Emmett and I didn't really talk much for the rest of the afternoon and Rosalie avoided all of us – furious with what she perceived as our non-reaction to the situation. My teachers, seeming to take pity on me in the face of my brothers supposed near death experience this morning didn't ask much of any of us save to enquire as to his health. Automatically, I answered their questions – yes, he's fine, no I don't know how Tyler and Bella are – even her name stung my throat as I said it. By the time we made it to the car we'd all had enough and were ready for the brief reprieve the ride home could serve as. If the five of us could keep from backbiting, sniping and otherwise throwing ourselves at eachothers throats for the fifteen minute ride back to the house, I might be able to make it through the evening without my skull splitting in two, but I could feel Alice's tension and irritation and any hope I'd had evaporated.
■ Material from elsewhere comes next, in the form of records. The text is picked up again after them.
use std::io::{self, stdout, Stdout};

use canvasloop::engine::surface::{DrawCommand, DrawList, Rgb, Surface};
use crossterm::{
    event::{KeyboardEnhancementFlags, PopKeyboardEnhancementFlags, PushKeyboardEnhancementFlags},
    terminal::{
        disable_raw_mode, enable_raw_mode, supports_keyboard_enhancement, EnterAlternateScreen,
        LeaveAlternateScreen,
    },
    ExecutableCommand,
};
use ratatui::{
    prelude::*,
    widgets::{
        canvas::{Canvas, Circle, Context, Line as CanvasLine, Rectangle},
        *,
    },
};

type Tui = Terminal<CrosstermBackend<Stdout>>;

#[derive(Debug)]
pub struct RenderEngine {
    terminal: Tui,
    key_release: bool,
}

impl RenderEngine {
    pub fn init_render_engine() -> Result<RenderEngine, io::Error> {
        enable_raw_mode()?;
        stdout().execute(EnterAlternateScreen)?;
        let key_release = matches!(supports_keyboard_enhancement(), Ok(true));
        if key_release {
            stdout().execute(PushKeyboardEnhancementFlags(
                KeyboardEnhancementFlags::REPORT_EVENT_TYPES,
            ))?;
        }
        let terminal = Terminal::new(CrosstermBackend::new(stdout()));
        match terminal {
            Ok(terminal) => Ok(RenderEngine {
                terminal,
                key_release,
            }),
            Err(e) => Err(e),
        }
    }

    pub fn deinit_render_engine(self) -> io::Result<()> {
        if self.key_release {
            stdout().execute(PopKeyboardEnhancementFlags)?;
        }
        disable_raw_mode()?;
        stdout().execute(LeaveAlternateScreen)?;
        Ok(())
    }

    /// Whether the terminal reports key releases.
    pub fn reports_key_release(&self) -> bool {
        self.key_release
    }

    pub fn render<F>(&mut self, render_fn: F) -> io::Result<CompletedFrame>
    where
        F: FnOnce(&mut Frame),
    {
        self.terminal.draw(|frame| render_fn(frame))
    }
}

fn color(rgb: Rgb) -> Color {
    Color::Rgb(rgb.0, rgb.1, rgb.2)
}

/// Largest area inside `area` that shows up roughly square, cells being
/// about twice as tall as wide.
pub fn square_area(area: Rect) -> Rect {
    let height = area.height.min(area.width / 2);
    let width = height * 2;
    Rect {
        x: area.x + (area.width - width) / 2,
        y: area.y + (area.height - height) / 2,
        width,
        height,
    }
}

/// Paints the recorded draw list of a game with a braille canvas.
pub struct SurfaceView<'a> {
    title: &'a str,
    surface: Option<&'a DrawList>,
}

impl<'a> SurfaceView<'a> {
    pub fn new(title: &'a str, surface: Option<&'a DrawList>) -> Self {
        Self { title, surface }
    }

    fn paint(ctx: &mut Context, command: &DrawCommand, height: f64) {
        // logical y grows downwards, the canvas y upwards
        match command {
            DrawCommand::Clear(_) => {}
            DrawCommand::Rect {
                x,
                y,
                width,
                height: rect_height,
                color: rgb,
            } => {
                let bottom = height - (*y as f64 + *rect_height as f64);
                let mut row = 0.0;
                while row <= *rect_height as f64 {
                    ctx.draw(&CanvasLine {
                        x1: *x as f64,
                        y1: bottom + row,
                        x2: (*x + *width) as f64,
                        y2: bottom + row,
                        color: color(*rgb),
                    });
                    row += 2.0;
                }
                ctx.draw(&Rectangle {
                    x: *x as f64,
                    y: bottom,
                    width: *width as f64,
                    height: *rect_height as f64,
                    color: color(*rgb),
                });
            }
            DrawCommand::Circle {
                x,
                y,
                radius,
                color: rgb,
            } => {
                let mut r = *radius as f64;
                while r > 0.0 {
                    ctx.draw(&Circle {
                        x: *x as f64,
                        y: height - *y as f64,
                        radius: r,
                        color: color(*rgb),
                    });
                    r -= 1.5;
                }
            }
            DrawCommand::Line {
                from,
                to,
                color: rgb,
            } => ctx.draw(&CanvasLine {
                x1: from.0 as f64,
                y1: height - from.1 as f64,
                x2: to.0 as f64,
                y2: height - to.1 as f64,
                color: color(*rgb),
            }),
            DrawCommand::Text {
                x,
                y,
                text,
                color: rgb,
            } => ctx.print(
                *x as f64,
                height - *y as f64,
                Span::styled(text.clone(), Style::default().fg(color(*rgb))),
            ),
        }
    }
}

impl WidgetRef for SurfaceView<'_> {
    fn render_ref(&self, area: Rect, buf: &mut Buffer) {
        let block = Block::default()
            .border_style(Style::default().fg(Color::Blue))
            .borders(Borders::ALL)
            .title(Span::styled(
                self.title.to_uppercase(),
                Style::default()
                    .add_modifier(Modifier::BOLD)
                    .fg(Color::Rgb(255, 192, 203)),
            ))
            .title_alignment(Alignment::Center);
        let Some(surface) = self.surface else {
            Paragraph::new("Terminal too small, resize to play.")
                .centered()
                .block(block)
                .render(area, buf);
            return;
        };
        let (width, height) = surface.size();
        let (width, height) = (width as f64, height as f64);
        let background = match surface.commands().first() {
            Some(DrawCommand::Clear(rgb)) => color(*rgb),
            _ => Color::Reset,
        };
        Canvas::default()
            .block(block)
            .marker(symbols::Marker::Braille)
            .background_color(background)
            .x_bounds([0.0, width])
            .y_bounds([0.0, height])
            .paint(|ctx| {
                for command in surface.commands() {
                    Self::paint(ctx, command, height);
                }
            })
            .render(square_area(area), buf);
    }
}

impl Widget for SurfaceView<'_> {
    fn render(self, area: Rect, buf: &mut Buffer) {
        self.render_ref(area, buf)
    }
}

#[cfg(test)]
mod tests {
    use super::*;

    #[test]
    fn test_square_area_is_centered() {
        let area = Rect::new(0, 0, 100, 30);
        let square = square_area(area);
        assert_eq!(square, Rect::new(20, 0, 60, 30));
    }

    #[test]
    fn test_square_area_in_narrow_terminal() {
        let area = Rect::new(2, 1, 20, 40);
        let square = square_area(area);
        assert_eq!(square, Rect::new(2, 16, 20, 10));
    }

    #[test]
    fn test_surface_view_without_surface() {
        let area = Rect::new(0, 0, 50, 5);
        let mut buf = Buffer::empty(area);
        SurfaceView::new("snake", None).render(area, &mut buf);
        let text: String = buf.content().iter().map(|cell| cell.symbol()).collect();
        assert!(text.contains("Terminal too small"));
        assert!(text.contains("SNAKE"));
    }

    #[test]
    fn test_surface_view_paints_draw_list() {
        let mut list = DrawList::default();
        list.clear(Rgb::BLACK);
        list.fill_rect(0.0, 0.0, 300.0, 300.0, Rgb::WHITE);
        let area = Rect::new(0, 0, 40, 20);
        let mut buf = Buffer::empty(area);
        SurfaceView::new("pong", Some(&list)).render(area, &mut buf);
        let painted = buf
            .content()
            .iter()
            .filter(|cell| cell.fg == Color::Rgb(255, 255, 255))
            .count();
        assert!(painted > 0);
    }
}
She was agitated and I recognized it as the particular brand of annoyance she reserved for me.

Frustrated with the delay in my plans to leave, I abandoned my efforts to hide my intentions from Edward and resolved instead to simply eliminate the problem. Alice stiffened. Edward gripped the wheel tighter and I began to wonder what lengths he would go to to protect this girl. The words Alice and I exchanged on our walk last night gained new relevance.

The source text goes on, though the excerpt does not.